▸ **Entries provided**:
[Start of Attachment]

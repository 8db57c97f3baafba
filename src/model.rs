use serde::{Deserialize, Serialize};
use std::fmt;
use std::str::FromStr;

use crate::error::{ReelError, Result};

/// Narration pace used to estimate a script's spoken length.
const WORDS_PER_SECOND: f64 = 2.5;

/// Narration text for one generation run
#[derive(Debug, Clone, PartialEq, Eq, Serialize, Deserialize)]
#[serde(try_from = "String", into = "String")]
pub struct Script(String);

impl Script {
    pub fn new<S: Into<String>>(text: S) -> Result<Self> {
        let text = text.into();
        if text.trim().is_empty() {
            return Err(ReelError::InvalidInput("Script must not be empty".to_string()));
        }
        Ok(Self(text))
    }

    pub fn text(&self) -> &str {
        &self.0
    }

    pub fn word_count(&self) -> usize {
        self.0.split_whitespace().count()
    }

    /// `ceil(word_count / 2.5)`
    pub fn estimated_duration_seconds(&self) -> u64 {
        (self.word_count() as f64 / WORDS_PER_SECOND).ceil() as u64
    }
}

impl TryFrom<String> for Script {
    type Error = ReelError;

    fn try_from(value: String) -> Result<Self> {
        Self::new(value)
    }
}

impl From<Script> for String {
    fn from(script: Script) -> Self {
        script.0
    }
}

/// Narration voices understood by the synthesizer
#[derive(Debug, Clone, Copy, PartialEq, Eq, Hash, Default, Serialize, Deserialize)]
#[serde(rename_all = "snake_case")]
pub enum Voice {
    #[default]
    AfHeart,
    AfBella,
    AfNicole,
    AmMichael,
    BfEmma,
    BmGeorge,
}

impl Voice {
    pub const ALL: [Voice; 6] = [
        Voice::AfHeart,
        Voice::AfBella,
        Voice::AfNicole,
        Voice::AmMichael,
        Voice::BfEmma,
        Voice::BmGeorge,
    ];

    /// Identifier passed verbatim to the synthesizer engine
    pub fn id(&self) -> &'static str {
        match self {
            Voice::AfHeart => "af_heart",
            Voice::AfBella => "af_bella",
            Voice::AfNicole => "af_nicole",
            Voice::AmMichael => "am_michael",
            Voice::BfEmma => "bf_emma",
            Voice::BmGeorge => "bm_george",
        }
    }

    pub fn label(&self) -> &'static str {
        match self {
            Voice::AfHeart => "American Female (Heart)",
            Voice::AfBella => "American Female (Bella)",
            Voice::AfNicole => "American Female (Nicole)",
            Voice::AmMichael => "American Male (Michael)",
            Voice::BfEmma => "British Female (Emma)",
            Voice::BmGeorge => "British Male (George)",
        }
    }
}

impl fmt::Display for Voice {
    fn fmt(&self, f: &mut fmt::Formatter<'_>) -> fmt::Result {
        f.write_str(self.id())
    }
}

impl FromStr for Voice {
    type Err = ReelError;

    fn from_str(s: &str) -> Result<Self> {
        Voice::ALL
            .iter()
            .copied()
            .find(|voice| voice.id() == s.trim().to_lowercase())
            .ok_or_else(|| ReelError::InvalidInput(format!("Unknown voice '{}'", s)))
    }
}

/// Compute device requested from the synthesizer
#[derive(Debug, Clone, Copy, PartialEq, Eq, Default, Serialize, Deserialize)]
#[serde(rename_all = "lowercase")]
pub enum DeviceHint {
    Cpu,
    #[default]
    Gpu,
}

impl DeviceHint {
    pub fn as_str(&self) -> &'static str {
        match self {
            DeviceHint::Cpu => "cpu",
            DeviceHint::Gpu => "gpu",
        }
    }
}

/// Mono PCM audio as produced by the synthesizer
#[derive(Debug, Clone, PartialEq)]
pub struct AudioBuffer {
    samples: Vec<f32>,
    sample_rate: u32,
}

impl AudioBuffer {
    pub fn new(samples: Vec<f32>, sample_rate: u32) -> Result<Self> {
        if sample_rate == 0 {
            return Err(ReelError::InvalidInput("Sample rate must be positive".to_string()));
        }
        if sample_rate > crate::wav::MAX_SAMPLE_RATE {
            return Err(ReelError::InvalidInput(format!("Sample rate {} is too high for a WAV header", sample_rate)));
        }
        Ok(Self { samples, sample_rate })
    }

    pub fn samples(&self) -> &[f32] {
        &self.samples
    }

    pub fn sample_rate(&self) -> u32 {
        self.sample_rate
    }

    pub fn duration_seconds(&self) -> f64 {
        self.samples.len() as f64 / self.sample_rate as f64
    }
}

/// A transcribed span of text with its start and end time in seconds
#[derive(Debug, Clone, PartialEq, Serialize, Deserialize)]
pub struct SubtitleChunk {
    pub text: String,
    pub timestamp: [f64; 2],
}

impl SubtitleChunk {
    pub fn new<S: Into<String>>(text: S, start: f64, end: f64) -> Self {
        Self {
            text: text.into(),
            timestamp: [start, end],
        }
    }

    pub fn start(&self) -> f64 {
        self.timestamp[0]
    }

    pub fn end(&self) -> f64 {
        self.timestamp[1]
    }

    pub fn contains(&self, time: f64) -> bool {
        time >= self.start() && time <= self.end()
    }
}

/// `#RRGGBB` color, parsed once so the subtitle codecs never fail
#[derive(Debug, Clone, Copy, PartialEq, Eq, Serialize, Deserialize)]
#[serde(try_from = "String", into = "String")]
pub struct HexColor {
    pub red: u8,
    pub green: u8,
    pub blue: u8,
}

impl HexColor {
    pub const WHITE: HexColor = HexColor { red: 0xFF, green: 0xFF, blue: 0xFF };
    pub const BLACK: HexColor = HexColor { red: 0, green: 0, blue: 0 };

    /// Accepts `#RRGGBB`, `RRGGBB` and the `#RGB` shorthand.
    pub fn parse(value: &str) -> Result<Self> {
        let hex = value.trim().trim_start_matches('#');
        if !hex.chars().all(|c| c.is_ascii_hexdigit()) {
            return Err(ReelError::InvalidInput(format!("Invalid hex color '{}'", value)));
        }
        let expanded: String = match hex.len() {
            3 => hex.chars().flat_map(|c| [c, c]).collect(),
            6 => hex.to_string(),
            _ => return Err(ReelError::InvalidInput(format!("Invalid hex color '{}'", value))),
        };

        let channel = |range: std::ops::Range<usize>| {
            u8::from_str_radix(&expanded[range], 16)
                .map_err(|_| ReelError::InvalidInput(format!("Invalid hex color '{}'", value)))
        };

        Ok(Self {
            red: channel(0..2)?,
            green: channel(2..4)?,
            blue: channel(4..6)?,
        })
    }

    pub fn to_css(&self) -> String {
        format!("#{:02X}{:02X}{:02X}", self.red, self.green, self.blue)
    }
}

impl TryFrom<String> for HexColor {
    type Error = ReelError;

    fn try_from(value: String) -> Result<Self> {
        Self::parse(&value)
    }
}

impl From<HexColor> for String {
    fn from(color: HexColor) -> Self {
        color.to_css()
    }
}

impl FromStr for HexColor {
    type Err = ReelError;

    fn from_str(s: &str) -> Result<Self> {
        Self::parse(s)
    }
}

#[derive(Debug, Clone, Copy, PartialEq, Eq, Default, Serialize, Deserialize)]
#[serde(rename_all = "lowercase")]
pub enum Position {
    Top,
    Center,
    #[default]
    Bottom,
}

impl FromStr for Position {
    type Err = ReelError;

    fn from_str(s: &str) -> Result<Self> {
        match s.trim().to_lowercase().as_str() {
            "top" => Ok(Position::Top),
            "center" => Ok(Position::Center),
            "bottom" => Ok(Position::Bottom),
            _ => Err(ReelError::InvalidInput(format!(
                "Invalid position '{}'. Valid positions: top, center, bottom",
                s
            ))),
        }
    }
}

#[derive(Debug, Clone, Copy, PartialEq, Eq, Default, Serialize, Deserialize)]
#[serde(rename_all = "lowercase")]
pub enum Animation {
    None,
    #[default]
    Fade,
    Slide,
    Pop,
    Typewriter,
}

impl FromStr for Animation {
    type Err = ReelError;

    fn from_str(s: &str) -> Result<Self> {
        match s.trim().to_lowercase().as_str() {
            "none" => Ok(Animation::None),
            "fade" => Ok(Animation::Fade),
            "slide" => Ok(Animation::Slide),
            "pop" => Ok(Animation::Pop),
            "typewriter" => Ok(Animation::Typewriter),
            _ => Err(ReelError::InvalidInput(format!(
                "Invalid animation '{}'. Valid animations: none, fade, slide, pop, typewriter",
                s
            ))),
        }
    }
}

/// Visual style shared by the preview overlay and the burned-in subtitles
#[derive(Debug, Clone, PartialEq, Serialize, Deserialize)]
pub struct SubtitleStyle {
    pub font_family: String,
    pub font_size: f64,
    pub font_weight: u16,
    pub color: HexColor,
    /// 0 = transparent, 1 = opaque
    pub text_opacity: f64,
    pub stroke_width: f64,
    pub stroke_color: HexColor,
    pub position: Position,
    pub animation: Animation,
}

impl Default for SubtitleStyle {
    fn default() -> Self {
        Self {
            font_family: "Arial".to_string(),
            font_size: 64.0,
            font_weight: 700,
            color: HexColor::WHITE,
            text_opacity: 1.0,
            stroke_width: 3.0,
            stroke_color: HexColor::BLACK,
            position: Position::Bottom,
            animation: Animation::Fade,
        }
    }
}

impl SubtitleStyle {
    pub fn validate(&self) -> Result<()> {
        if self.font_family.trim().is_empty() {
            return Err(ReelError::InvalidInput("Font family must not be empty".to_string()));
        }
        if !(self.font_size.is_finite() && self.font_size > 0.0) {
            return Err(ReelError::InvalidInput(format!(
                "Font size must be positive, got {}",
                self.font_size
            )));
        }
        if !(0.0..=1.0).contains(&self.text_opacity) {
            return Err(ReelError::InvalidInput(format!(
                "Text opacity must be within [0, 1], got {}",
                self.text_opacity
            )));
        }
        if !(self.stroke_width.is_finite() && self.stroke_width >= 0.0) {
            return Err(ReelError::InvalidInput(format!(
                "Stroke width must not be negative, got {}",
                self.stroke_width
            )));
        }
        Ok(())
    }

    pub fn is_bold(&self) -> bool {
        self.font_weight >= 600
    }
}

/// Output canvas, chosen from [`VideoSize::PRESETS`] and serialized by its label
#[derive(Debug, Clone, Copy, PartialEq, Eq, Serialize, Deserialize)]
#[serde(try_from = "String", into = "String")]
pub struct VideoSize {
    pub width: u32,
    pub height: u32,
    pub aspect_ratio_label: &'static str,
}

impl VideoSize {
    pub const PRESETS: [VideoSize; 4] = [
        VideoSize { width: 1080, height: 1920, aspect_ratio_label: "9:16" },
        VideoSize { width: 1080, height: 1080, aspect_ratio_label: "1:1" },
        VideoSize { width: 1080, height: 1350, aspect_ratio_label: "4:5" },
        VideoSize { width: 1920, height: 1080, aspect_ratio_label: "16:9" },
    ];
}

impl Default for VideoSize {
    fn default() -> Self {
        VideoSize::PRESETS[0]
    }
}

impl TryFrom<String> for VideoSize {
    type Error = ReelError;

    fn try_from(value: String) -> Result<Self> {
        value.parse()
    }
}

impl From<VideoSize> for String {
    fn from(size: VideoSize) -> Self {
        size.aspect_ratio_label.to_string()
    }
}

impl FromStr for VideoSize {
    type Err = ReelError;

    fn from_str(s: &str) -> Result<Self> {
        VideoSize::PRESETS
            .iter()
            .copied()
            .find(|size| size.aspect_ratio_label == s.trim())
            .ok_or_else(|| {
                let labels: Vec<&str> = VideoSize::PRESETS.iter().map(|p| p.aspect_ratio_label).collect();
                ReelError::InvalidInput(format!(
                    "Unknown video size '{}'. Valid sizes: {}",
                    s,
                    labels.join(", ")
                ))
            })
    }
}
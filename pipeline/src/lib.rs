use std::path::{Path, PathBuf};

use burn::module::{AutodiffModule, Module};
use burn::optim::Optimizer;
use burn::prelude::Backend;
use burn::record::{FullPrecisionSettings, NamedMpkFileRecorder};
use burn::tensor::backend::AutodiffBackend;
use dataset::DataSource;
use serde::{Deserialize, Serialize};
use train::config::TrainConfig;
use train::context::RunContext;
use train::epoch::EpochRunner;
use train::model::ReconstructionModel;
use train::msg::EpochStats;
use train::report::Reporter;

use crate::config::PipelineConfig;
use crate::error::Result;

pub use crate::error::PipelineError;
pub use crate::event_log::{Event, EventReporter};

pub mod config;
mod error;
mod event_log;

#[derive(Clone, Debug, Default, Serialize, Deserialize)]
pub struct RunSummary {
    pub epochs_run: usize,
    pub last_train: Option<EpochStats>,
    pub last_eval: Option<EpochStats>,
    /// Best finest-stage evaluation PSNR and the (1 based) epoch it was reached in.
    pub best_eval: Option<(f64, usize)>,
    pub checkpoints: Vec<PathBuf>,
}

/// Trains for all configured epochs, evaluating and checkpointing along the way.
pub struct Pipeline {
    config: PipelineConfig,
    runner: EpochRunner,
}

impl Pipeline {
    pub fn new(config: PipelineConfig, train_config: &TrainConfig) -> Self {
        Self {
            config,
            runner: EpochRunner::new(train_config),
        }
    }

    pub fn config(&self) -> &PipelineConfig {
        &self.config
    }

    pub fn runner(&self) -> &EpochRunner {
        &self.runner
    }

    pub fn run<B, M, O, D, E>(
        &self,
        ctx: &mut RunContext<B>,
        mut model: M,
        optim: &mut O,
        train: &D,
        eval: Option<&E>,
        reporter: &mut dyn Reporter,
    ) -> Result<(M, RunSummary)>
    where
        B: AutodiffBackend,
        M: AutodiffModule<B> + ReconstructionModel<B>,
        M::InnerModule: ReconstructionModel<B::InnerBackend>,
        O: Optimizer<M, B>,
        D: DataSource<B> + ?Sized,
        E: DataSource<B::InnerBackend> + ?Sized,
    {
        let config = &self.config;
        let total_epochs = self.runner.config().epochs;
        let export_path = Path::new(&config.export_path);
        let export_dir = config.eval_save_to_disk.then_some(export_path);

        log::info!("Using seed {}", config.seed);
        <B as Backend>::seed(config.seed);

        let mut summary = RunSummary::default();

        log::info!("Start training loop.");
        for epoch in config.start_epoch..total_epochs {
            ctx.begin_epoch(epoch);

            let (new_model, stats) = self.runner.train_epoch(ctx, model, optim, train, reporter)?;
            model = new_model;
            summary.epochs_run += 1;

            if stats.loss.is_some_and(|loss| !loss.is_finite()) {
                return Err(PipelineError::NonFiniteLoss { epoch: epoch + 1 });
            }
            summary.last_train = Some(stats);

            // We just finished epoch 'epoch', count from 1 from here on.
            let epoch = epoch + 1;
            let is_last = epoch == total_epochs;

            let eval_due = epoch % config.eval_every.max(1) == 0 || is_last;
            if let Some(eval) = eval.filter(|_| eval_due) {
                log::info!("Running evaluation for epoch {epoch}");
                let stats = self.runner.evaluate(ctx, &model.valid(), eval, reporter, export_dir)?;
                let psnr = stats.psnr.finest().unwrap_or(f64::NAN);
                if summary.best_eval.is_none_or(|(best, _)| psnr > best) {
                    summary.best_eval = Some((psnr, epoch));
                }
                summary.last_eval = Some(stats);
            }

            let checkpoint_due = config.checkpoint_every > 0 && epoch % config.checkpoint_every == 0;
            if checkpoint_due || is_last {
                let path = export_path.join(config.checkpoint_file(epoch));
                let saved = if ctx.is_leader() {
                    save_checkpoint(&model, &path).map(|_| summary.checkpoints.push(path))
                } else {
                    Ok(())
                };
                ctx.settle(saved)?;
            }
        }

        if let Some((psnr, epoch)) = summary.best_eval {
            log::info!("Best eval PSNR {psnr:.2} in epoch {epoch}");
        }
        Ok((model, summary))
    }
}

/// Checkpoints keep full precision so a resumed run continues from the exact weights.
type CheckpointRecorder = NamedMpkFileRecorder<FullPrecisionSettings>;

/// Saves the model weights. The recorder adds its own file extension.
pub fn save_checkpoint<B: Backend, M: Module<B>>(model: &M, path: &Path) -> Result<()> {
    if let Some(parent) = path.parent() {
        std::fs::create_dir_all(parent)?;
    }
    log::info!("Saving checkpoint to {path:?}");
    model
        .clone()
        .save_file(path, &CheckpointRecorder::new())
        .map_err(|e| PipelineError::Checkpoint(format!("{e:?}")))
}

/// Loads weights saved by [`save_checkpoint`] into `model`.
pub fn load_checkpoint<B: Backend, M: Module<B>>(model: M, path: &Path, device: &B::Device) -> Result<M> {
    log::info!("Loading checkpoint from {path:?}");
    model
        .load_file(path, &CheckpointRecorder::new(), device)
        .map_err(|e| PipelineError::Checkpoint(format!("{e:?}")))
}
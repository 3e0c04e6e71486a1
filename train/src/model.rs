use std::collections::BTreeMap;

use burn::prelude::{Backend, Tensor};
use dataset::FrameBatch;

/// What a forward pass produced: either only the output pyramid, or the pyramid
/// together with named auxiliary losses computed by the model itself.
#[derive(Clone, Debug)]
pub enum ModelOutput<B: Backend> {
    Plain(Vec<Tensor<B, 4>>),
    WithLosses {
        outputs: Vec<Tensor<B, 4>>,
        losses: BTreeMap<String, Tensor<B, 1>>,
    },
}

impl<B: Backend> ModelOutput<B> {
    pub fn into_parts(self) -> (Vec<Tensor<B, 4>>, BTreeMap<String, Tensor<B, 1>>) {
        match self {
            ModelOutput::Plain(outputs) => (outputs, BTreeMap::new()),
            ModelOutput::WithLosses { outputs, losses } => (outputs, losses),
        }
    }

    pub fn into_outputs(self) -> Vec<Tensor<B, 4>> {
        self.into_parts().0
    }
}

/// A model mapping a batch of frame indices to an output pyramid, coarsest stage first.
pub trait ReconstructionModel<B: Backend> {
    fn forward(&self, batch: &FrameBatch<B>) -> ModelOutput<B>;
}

[End of Attachment]

▸ **Activity**: To answer, report how many lines of the listing contain the word "BfEmma", as a number with nothing else.

▸ **Solution to this task**: 4